In the last sitting weeks of the Australian Parliament, the political landscape focuses on the Religious Discrimination Bill introduced by the Attorney-General, Senator Michaelia Cash.
The adoption of a law to protect freedom of religion was an election pledge of Prime Minister Scott Morrison at the 2019 election. However, the proposed Bill, initially promoted by Cash’s predecessor, Christian Porter, hit numerous roadblocks and was shelved.
The Bill, if it becomes law, is likely to maintain limited protection for schools and charities to hire people of their faith.
But the proposed legislation has removed the controversial “Folau Clause,” which would have prevented employers from sacking employees for making religiously charged statements.
It is likely that the watered-down version of the bill will appeal neither to proponents nor opponents of the legislation.
It will also fail to impress those who argue that the legislation, which carves out exemptions from Australia’s obtrusive anti-discrimination legislation, disembowels the positive freedom of religion guarantee found in Article 18(1) of the International Covenant on Civil and Political Rights, according to which “Everyone shall have the right to freedom of thought, conscience, and religion. This right shall include freedom to have or to adopt a religion or belief of his choice, and freedom, either individually or in community with others and in public or private, to manifest his religion or belief in worship, observance, practice, and teaching.”
The Religious Discrimination Bill reminds people of faith that religion is on the defence in Australia, where policymakers and trendsetters promote secularism as the new religion.
For example, Western Australia (WA), which following the state election of March 2021 is practically a one-party state, adopted the Community and Family Services Amendment Bill on Oct. 4, 2021.
This law now removes civil protection for the confidentiality of the Catholic Sacrament of Reconciliation, also known as the Sacrament of Confession. This law provides ample evidence of the unrelenting persecution of religion in Australia by secular forces, which are dominant and triumphant.
The law seeks to implement recommendations 7.3 and 7.4 of the Royal Commission into Institutional Responses to Child Sexual Abuse.
Recommendation 7.3 nominates “people in religious ministry” as “mandatory reporters” of child sexual abuse.
According to Recommendation 7.4, “Laws concerning mandatory reporting to child protection authorities should not exempt persons in religious ministry from being required to report knowledge or suspicions formed, in whole or in part, on the basis of information disclosed in or in connection with a religious confession.”
Recommendation 7.4 could be interpreted as referring to existing mandatory reporting laws because it does not provide for the adoption by state parliament of a law that would compel priests to disclose confidential information.
Even if this interpretation were to be regarded as an example of sophistry, the law nevertheless reveals a colossal bias in favour of secularism.

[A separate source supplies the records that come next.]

//! Dispatch result and audit record types.

use serde::{Deserialize, Serialize};
use thiserror::Error;

use crate::domain::entities::code::Code;

/// Per-gateway delivery outcome.
#[derive(Debug, Clone, Copy, PartialEq, Eq, Serialize, Deserialize)]
#[serde(rename_all = "lowercase")]
pub enum DeliveryStatus {
    Success,
    Failure,
}

/// Outcome reported by one gateway for one dispatch.
#[derive(Debug, Clone, Serialize, Deserialize)]
pub struct GatewayResult {
    /// Gateway name as registered with the dispatcher
    pub gateway: String,
    /// Delivery outcome
    pub status: DeliveryStatus,
    /// Raw provider response, preserved for the audit log
    pub raw: serde_json::Value,
}

impl GatewayResult {
    pub fn is_success(&self) -> bool {
        self.status == DeliveryStatus::Success
    }
}

/// Errors raised by a dispatcher.
#[derive(Error, Debug)]
pub enum DispatchError {
    /// Every gateway in the preference list failed (or none resolved).
    /// Carries the per-gateway outcomes collected before giving up.
    #[error("No gateway available for dispatch")]
    NoGatewayAvailable { results: Vec<GatewayResult> },

    #[error("Dispatch transport error: {0}")]
    Transport(String),
}

/// One send attempt handed to the audit logger.
#[derive(Debug, Clone, Serialize, Deserialize)]
pub struct SendRecord {
    /// Snapshot of the code at dispatch time
    pub code: Code,
    /// Raw dispatch results (or the error that aborted dispatch)
    pub raw: serde_json::Value,
    /// Whether at least one gateway reported success
    pub sent: bool,
}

Following the adoption of the law, the Catholic Archbishop of Perth, Timothy Costelloe, wrote an immensely powerful pastoral letter in which he vented his frustration and expressed his disagreement with the law. He proceeded to reassure his Catholic congregations that the “priest … must not betray the confidence of the person who comes to him in the confessional.”

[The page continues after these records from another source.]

//! Verification-code lifecycle engine implementation.

use std::collections::HashMap;
use std::sync::{Arc, Mutex};

use chrono::Duration;
use constant_time_eq::constant_time_eq;
use rand::{rngs::OsRng, Rng};
use serde_json::Value;
use tokio::sync::OwnedMutexGuard;
use tracing::{debug, info, warn};

use crate::domain::entities::code::Code;
use crate::domain::value_objects::phone::PhoneNumber;
use crate::errors::{SmsError, SmsResult};

use super::clock::Clock;
use super::config::SmsConfig;
use super::message::{CodeMessage, MessageData};
use super::traits::{AuditLogger, CodeStorage, SmsDispatcher};
use super::types::{DispatchError, GatewayResult, SendRecord};

/// Gateway name dispatch is rerouted to in debug mode.
pub const ERRORLOG_GATEWAY: &str = "errorlog";

/// Resend cooldown after a successful dispatch, in seconds.
const RESEND_COOLDOWN_SECONDS: i64 = 60;

/// The verification-code lifecycle engine.
///
/// Owns generation, storage-backed state transitions, expiry enforcement,
/// attempt limiting, and resend throttling. Dispatch and audit logging are
/// external collaborators reached through the `SmsDispatcher` and
/// `AuditLogger` ports.
///
/// Callers observe only booleans; dispatch diagnostics flow exclusively
/// through the audit log. Storage failures are the one condition that
/// surfaces as an error.
pub struct SmsService<S: CodeStorage, D: SmsDispatcher> {
    storage: Arc<S>,
    dispatcher: Arc<D>,
    audit: Option<Arc<dyn AuditLogger>>,
    config: SmsConfig,
    clock: Arc<dyn Clock>,
    // Serializes the read-modify-write sequence per storage key; distinct
    // keys proceed in parallel. Entries live only while a call holds or
    // awaits the key's lock.
    key_locks: Mutex<KeyLockRegistry>,
}

type KeyLockRegistry = HashMap<String, Arc<tokio::sync::Mutex<()>>>;

/// Holds one key's lock for the duration of a lifecycle call. Dropping it
/// releases the lock and evicts the registry entry when no other call is
/// waiting on the same key, keeping the registry bounded by the number of
/// in-flight operations.
struct KeyLockGuard<'a> {
    permit: Option<OwnedMutexGuard<()>>,
    registry: &'a Mutex<KeyLockRegistry>,
    key: String,
}

impl Drop for KeyLockGuard<'_> {
    fn drop(&mut self) {
        // Release the key lock before inspecting reference counts
        self.permit.take();

        let mut locks = self.registry.lock().expect("key lock registry poisoned");
        if let Some(lock) = locks.get(&self.key) {
            // Waiters each hold a reference; one means the registry's own
            if Arc::strong_count(lock) == 1 {
                locks.remove(&self.key);
            }
        }
    }
}

impl<S: CodeStorage, D: SmsDispatcher> SmsService<S, D> {
    /// Creates an engine with the given collaborators and configuration.
    pub fn new(
        storage: Arc<S>,
        dispatcher: Arc<D>,
        audit: Option<Arc<dyn AuditLogger>>,
        config: SmsConfig,
        clock: Arc<dyn Clock>,
    ) -> Self {
        Self {
            storage,
            dispatcher,
            audit,
            config,
            clock,
            key_locks: Mutex::new(HashMap::new()),
        }
    }

    /// Engine configuration.
    pub fn config(&self) -> &SmsConfig {
        &self.config
    }

    /// Resolves the code for `phone` (reusing a still-valid one, minting a
    /// fresh one otherwise), dispatches it, and records the outcome.
    ///
    /// Returns `Ok(true)` when at least one gateway reported success. All
    /// dispatch failures are translated into `Ok(false)`; the code stays in
    /// storage either way so that verification and throttling still apply.
    /// The send attempt is always handed to the audit logger (when enabled),
    /// success or not.
    pub async fn request_send(
        &self,
        phone: &PhoneNumber,
        data: MessageData,
        gateways: &[String],
    ) -> SmsResult<bool> {
        let key = phone.storage_key();
        let _guard = self.lock_key(&key).await;

        let mut code = match self.storage.get(&key).await? {
            Some(existing) if !self.needs_new_code(&existing) => {
                debug!(key = %key, "Reusing stored verification code");
                existing
            }
            _ => {
                let fresh = self.generate_code(phone);
                self.storage.set(&key, &fresh, self.code_ttl()).await?;
                info!(recipient = %phone, "Generated new verification code");
                fresh
            }
        };

        let message = match data {
            MessageData::Prebuilt(message) => message,
            MessageData::Overrides(overrides) => CodeMessage::from_config(
                &code.code,
                self.config.code.valid_minutes,
                &overrides,
                &self.config,
            ),
        };

        // Debug mode never touches a real gateway: the full pipeline runs
        // against the errorlog sink instead.
        let gateways: Vec<String> = if self.config.debug {
            vec![ERRORLOG_GATEWAY.to_string()]
        } else if gateways.is_empty() {
            self.config.default_gateways.clone()
        } else {
            gateways.to_vec()
        };

        let (sent, raw) = match self.dispatcher.send(phone, &message, &gateways).await {
            Ok(results) => {
                let sent = results.iter().any(GatewayResult::is_success);
                if sent {
                    code.mark_sent(self.clock.now());
                    self.storage.set(&key, &code, self.remaining_ttl(&code)).await?;
                }
                (sent, serde_json::to_value(&results).unwrap_or(Value::Null))
            }
            Err(DispatchError::NoGatewayAvailable { results }) => {
                warn!(recipient = %phone, "No gateway available for verification code");
                (false, serde_json::to_value(&results).unwrap_or(Value::Null))
            }
            Err(err) => {
                warn!(recipient = %phone, error = %err, "Verification code dispatch failed");
                (false, Value::String(err.to_string()))
            }
        };

        if self.config.audit_log {
            if let Some(audit) = &self.audit {
                audit.log(SendRecord {
                    code: code.clone(),
                    raw,
                    sent,
                });
            }
        }

        Ok(sent)
    }

    /// Whether the stored code must be replaced before the next send.
    ///
    /// A code is kept while it is still inside its validity window and,
    /// when an attempt limit is configured, still under that limit. A
    /// `max_attempts` of `0` disables the limit entirely, so only expiry
    /// forces rotation.
    pub fn needs_new_code(&self, code: &Code) -> bool {
        if code.is_expired(self.clock.now()) {
            return true;
        }
        let max_attempts = self.config.code.max_attempts;
        max_attempts > 0 && code.attempts >= max_attempts
    }

    /// Mints a fresh code for `phone`: a fixed-length string of uniformly
    /// chosen decimal digits, unsent, with a zeroed attempt counter and an
    /// expiry of `valid_minutes` from now.
    pub fn generate_code(&self, phone: &PhoneNumber) -> Code {
        let digits = self.random_digits();
        let expire_at = self.clock.now() + Duration::minutes(self.config.code.valid_minutes);

        Code::new(
            phone.number().to_string(),
            phone.area().map(str::to_string),
            digits,
            expire_at,
        )
    }

    /// Advisory resend throttle: true when no code is stored, the stored
    /// code was never successfully sent, or the last successful send is
    /// more than sixty seconds old.
    ///
    /// `request_send` does not enforce this itself; callers are expected
    /// to check before asking for a resend.
    pub async fn can_send(&self, phone: &PhoneNumber) -> SmsResult<bool> {
        let key = phone.storage_key();

        match self.storage.get(&key).await? {
            None => Ok(true),
            Some(code) => match code.sent_at {
                Some(sent_at) => {
                    Ok(sent_at < self.clock.now() - Duration::seconds(RESEND_COOLDOWN_SECONDS))
                }
                None => Ok(true),
            },
        }
    }

    /// Compares `input` against the stored code.
    ///
    /// Absent code rejects. An exact match succeeds without touching the
    /// attempt counter; the caller must `clear` once the guarded action has
    /// completed. A mismatch increments `attempts` and persists the updated
    /// entry - the sole attempt-limiting mutation path, which runs for as
    /// long as the entry survives in storage.
    pub async fn verify(&self, phone: &PhoneNumber, input: &str) -> SmsResult<bool> {
        let key = phone.storage_key();
        let _guard = self.lock_key(&key).await;

        let Some(mut code) = self.storage.get(&key).await? else {
            return Ok(false);
        };

        if code.code.len() == input.len() && constant_time_eq(code.code.as_bytes(), input.as_bytes()) {
            return Ok(true);
        }

        code.record_failed_attempt();
        self.storage.set(&key, &code, self.remaining_ttl(&code)).await?;
        debug!(key = %key, attempts = code.attempts, "Verification code mismatch");

        Ok(false)
    }

    /// Deletes the stored code, preventing replay once the verified action
    /// has been durably completed.
    pub async fn clear(&self, phone: &PhoneNumber) -> SmsResult<()> {
        let key = phone.storage_key();
        let _guard = self.lock_key(&key).await;

        self.storage.forget(&key).await?;
        info!(recipient = %phone, "Cleared verification code");

        Ok(())
    }

    /// Debug-mode read-back of the stored code, for exercising the pipeline
    /// without a real delivery channel.
    pub async fn peek_code(&self, phone: &PhoneNumber) -> SmsResult<Option<Code>> {
        if !self.config.debug {
            return Err(SmsError::DebugDisabled);
        }

        Ok(self.storage.get(&phone.storage_key()).await?)
    }

    fn code_ttl(&self) -> Duration {
        Duration::minutes(self.config.code.valid_minutes)
    }

    /// TTL for re-persisting an existing code: the time left until its
    /// expiry, never the full validity window again. Floored at the resend
    /// cooldown so attempt and throttle bookkeeping on a near-expired entry
    /// does not vanish mid-flight.
    fn remaining_ttl(&self, code: &Code) -> Duration {
        let floor = Duration::seconds(RESEND_COOLDOWN_SECONDS);
        let remaining = code.expire_at - self.clock.now();
        if remaining > floor {
            remaining
        } else {
            floor
        }
    }

    fn random_digits(&self) -> String {
        let length = self.config.code.length;
        if self.config.secure_rng {
            let mut rng = OsRng;
            (0..length).map(|_| char::from(b'0' + rng.gen_range(0..10u8))).collect()
        } else {
            let mut rng = rand::thread_rng();
            (0..length).map(|_| char::from(b'0' + rng.gen_range(0..10u8))).collect()
        }
    }

    async fn lock_key(&self, key: &str) -> KeyLockGuard<'_> {
        let lock = {
            let mut locks = self.key_locks.lock().expect("key lock registry poisoned");
            locks
                .entry(key.to_string())
                .or_insert_with(|| Arc::new(tokio::sync::Mutex::new(())))
                .clone()
        };

        KeyLockGuard {
            permit: Some(lock.lock_owned().await),
            registry: &self.key_locks,
            key: key.to_string(),
        }
    }

    #[cfg(test)]
    pub(crate) fn active_key_locks(&self) -> usize {
        self.key_locks.lock().expect("key lock registry poisoned").len()
    }
}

The purpose of the WA legislation is to ensure that children are not abused and that mandatory reporters report child abusers to the authorities.

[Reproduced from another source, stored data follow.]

//! # SmsGate Infrastructure
//!
//! Concrete adapters behind the core engine's ports:
//! - **Storage**: in-memory and Redis code stores
//! - **Gateways**: ordered dispatcher over named delivery gateways
//! - **Audit**: queue-backed send logger with a MySQL store

use thiserror::Error;

pub mod audit;
pub mod gateways;
pub mod storage;

/// Errors raised while constructing or driving infrastructure adapters.
#[derive(Error, Debug)]
pub enum InfraError {
    #[error("Configuration error: {0}")]
    Config(String),

    #[error("Serialization error: {0}")]
    Serialization(#[from] serde_json::Error),

    #[cfg(feature = "mysql-log")]
    #[error("Database error: {0}")]
    Database(#[from] sqlx::Error),
}

pub mod config {
    //! Configuration for infrastructure adapters.

    /// Redis code-store settings.
    #[derive(Debug, Clone)]
    pub struct StorageConfig {
        /// Redis connection URL
        pub url: String,
        /// Prefix applied to every storage key
        pub key_prefix: String,
    }

    impl Default for StorageConfig {
        fn default() -> Self {
            Self {
                url: "redis://127.0.0.1:6379".to_string(),
                key_prefix: "sms".to_string(),
            }
        }
    }

    impl StorageConfig {
        /// Loads settings from the environment (`SMS_REDIS_URL`,
        /// `SMS_KEY_PREFIX`), falling back to defaults. Reads `.env` when
        /// present.
        pub fn from_env() -> Self {
            let _ = dotenvy::dotenv();
            let defaults = Self::default();
            Self {
                url: std::env::var("SMS_REDIS_URL").unwrap_or(defaults.url),
                key_prefix: std::env::var("SMS_KEY_PREFIX").unwrap_or(defaults.key_prefix),
            }
        }
    }

    /// Send-log database settings.
    #[derive(Debug, Clone)]
    pub struct SendLogConfig {
        /// MySQL connection URL
        pub database_url: String,
        /// Capacity of the in-process audit queue
        pub queue_capacity: usize,
    }

    impl Default for SendLogConfig {
        fn default() -> Self {
            Self {
                database_url: "mysql://localhost:3306/smsgate".to_string(),
                queue_capacity: 1024,
            }
        }
    }

    impl SendLogConfig {
        /// Loads settings from the environment (`SMS_LOG_DATABASE_URL`,
        /// `SMS_LOG_QUEUE_CAPACITY`), falling back to defaults.
        pub fn from_env() -> Self {
            let _ = dotenvy::dotenv();
            let defaults = Self::default();
            Self {
                database_url: std::env::var("SMS_LOG_DATABASE_URL")
                    .unwrap_or(defaults.database_url),
                queue_capacity: std::env::var("SMS_LOG_QUEUE_CAPACITY")
                    .ok()
                    .and_then(|v| v.parse().ok())
                    .unwrap_or(defaults.queue_capacity),
            }
        }
    }
}
//! Message gateways and the ordered dispatcher.
//!
//! A `Gateway` is one named delivery channel; the `OrderedDispatcher`
//! implements the core `SmsDispatcher` port by walking a preference list
//! of gateway names until one delivers.

pub mod dispatcher;
pub mod errorlog;
pub mod mock;

#[cfg(test)]
mod tests;

use async_trait::async_trait;
use thiserror::Error;

use sg_core::services::sms::CodeMessage;
use sg_core::PhoneNumber;

pub use dispatcher::OrderedDispatcher;
pub use errorlog::ErrorlogGateway;
pub use mock::MockGateway;

/// A single named delivery channel.
#[async_trait]
pub trait Gateway: Send + Sync {
    /// Name the dispatcher resolves this gateway under.
    fn name(&self) -> &str;

    /// Delivers `message` to `recipient`, returning the raw provider
    /// response on success.
    async fn deliver(
        &self,
        recipient: &PhoneNumber,
        message: &CodeMessage,
    ) -> Result<serde_json::Value, GatewayError>;
}

/// A single gateway's delivery failure.
#[derive(Error, Debug)]
pub enum GatewayError {
    #[error("Delivery failed: {0}")]
    Delivery(String),
}

/// Masks all but the last four digits of a number for log output.
pub fn mask_number(number: &str) -> String {
    if number.len() <= 4 {
        return "****".to_string();
    }
    let visible = &number[number.len() - 4..];
    format!("{}{}", "*".repeat(number.len() - 4), visible)
}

Obviously, the effect of the legislation is to virtually abolish the Sacrament of Confession because very few penitents, who otherwise would have confessed their sins in the knowledge that anything said in confession would forever be confidential, might refrain from confiding in priests.
The reluctance of penitents to disclose their sins to a priest point to the de facto unenforceability of the legislation, a point acknowledged by Archbishop Costelloe when he says in his pastoral letter that, “with the passage of this law, it is almost inconceivable that a perpetrator would put him or herself at risk of discovery.”
If mandatory reporting seriously affects the legislation’s enforceability and, therefore, its effectiveness, its adoption simply represents a direct attack on a Catholic religious practice—a Sacrament—that has been in existence for an exceedingly long time.
Until a few decades ago, it was not unusual, in the weeks before Easter, to observe pious parishioners queuing up in their parish churches around the confessional box to go to confession.
Cardinal Charles Borromeo invented the confessional box in 1576, so typical for most Catholic churches, to ensure a separation between the penitent and the priest.
The leading scholarly book on religious confession is Professor A. Keith Thompson’s Religious Confession Privilege and the Common Law, published in 2011, in which he seeks to refute the claim that religious confession privilege is unprotected in the common law.
Regardless of the validity of his conclusions, it is certain that the WA Parliament has overturned the religious practice of confessional privilege—another triumph of the secular brigade.
The adoption of the WA law is but an example of the present-day discrimination against religion and it is a harbinger of future tribulations.
The Religious Discrimination Bill, if it were to become law, is a welcome, but desperate attempt to halt the inexorable slide to secularism in Australia.